Pendant tout ce temps, j’ai en fait peu changé. J’étais en manque de socialisation, autiste, en manque de sommeil, et je travaillais énormément. Mais la qualification de génie n’a dépendu que d’une chose : que je demande à mes enseignants le moins d’efforts possibles. Donc la première étape, était d’être un génie à leurs yeux, puis d’être un génie qui ne fais pas d’efforts (mais au moins je ne leur demandais rien), puis d’être moyen⋅ne et en plus super pénible avec mes questions après les cours.

La douance, le haut QI, c’est une arnaque. On trime comme pas permis, et voilà que ce serait un talent codé dans notre cerveau pour la vie ? Alors pourquoi peut on redescendre du statut de surdoué ? Il faut croire que le travail personnel et l’environnement jouent un rôle. Et pourquoi y a t il autant de surdoués dans les classes sociales supérieures ? Lâchez les tests standards, et mettez vous à la socio.

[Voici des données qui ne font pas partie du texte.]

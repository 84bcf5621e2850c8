use crate::suite::RegressionSuite;
use async_trait::async_trait;
use phoenix_compiler::{ExecutionContext, Value};
use phoenix_swap_gate::SELF_CHECK_HOOK;
use phoenix_types::{Request, TestReport};

/// Produces the test evidence for a candidate.
#[async_trait]
pub trait TestRunner: Send + Sync {
    /// Runs the fixed regression suite.
    async fn run_regression_suite(&self) -> TestReport;

    /// Invokes `<target_unit>::self_check` if the candidate exports it.
    async fn run_self_check(&self, context: &ExecutionContext, target_unit: &str) -> TestReport;
}

/// Runs a [`RegressionSuite`] in-process.
#[derive(Clone, Debug)]
pub struct SuiteTestRunner {
    suite: RegressionSuite,
}

impl SuiteTestRunner {
    pub fn new() -> Self {
        Self::with_suite(RegressionSuite::standard())
    }

    pub fn with_suite(suite: RegressionSuite) -> Self {
        Self { suite }
    }

    pub fn suite(&self) -> &RegressionSuite {
        &self.suite
    }
}

impl Default for SuiteTestRunner {
    fn default() -> Self {
        Self::new()
    }
}

#[async_trait]
impl TestRunner for SuiteTestRunner {
    async fn run_regression_suite(&self) -> TestReport {
        let results = self.suite.run();
        let failed: Vec<String> = results
            .iter()
            .filter(|r| !r.passed)
            .map(|r| r.detail())
            .collect();
        let passed = failed.is_empty();
        if !passed {
            tracing::warn!(failed = failed.len(), "regression suite failed");
        }
        let mut details = vec![format!(
            "regression suite: {}/{} checks passed",
            results.len() - failed.len(),
            results.len()
        )];
        details.extend(failed);
        TestReport::new(passed, details)
    }

    async fn run_self_check(&self, context: &ExecutionContext, target_unit: &str) -> TestReport {
        match context.export_arity(target_unit, SELF_CHECK_HOOK) {
            None => TestReport::new(true, vec![format!("No {SELF_CHECK_HOOK} hook present")]),
            Some(0) => {
                match context.call(target_unit, SELF_CHECK_HOOK, Vec::new(), &Request::empty()) {
                    Ok(Value::Bool(false)) => TestReport::new(
                        false,
                        vec!["Self-check failed: hook returned false".to_string()],
                    ),
                    Ok(_) => {
                        tracing::info!(target_unit, "self-check executed");
                        TestReport::new(true, vec![format!("Self-check passed for {target_unit}")])
                    }
                    Err(e) => TestReport::new(false, vec![format!("Self-check failed: {e}")]),
                }
            }
            Some(n) => TestReport::new(
                false,
                vec![format!(
                    "Self-check failed: {SELF_CHECK_HOOK} must take no arguments, takes {n}"
                )],
            ),
        }
    }
}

Ma capacité à répondre à un test de QI est bonne, mais je n’ai jamais été surdoué. J’ai répondu à des attentes données à un moment donné, et on m’a jugé 15 ans sur cette coïncidence. Ce dont j’ai manqué, ce n’était pas de points de QI, mais de confiance en moi, de rapports d’égal à égal, de bonnnes références et de méthodologie.

L’intelligence n’est pas si simple à mesurer. Un prof qui vous qualifie de bête est juste un prof super paresseux. Un prof qui vous qualifie de génie ? Il est probablement tout aussi paresseux.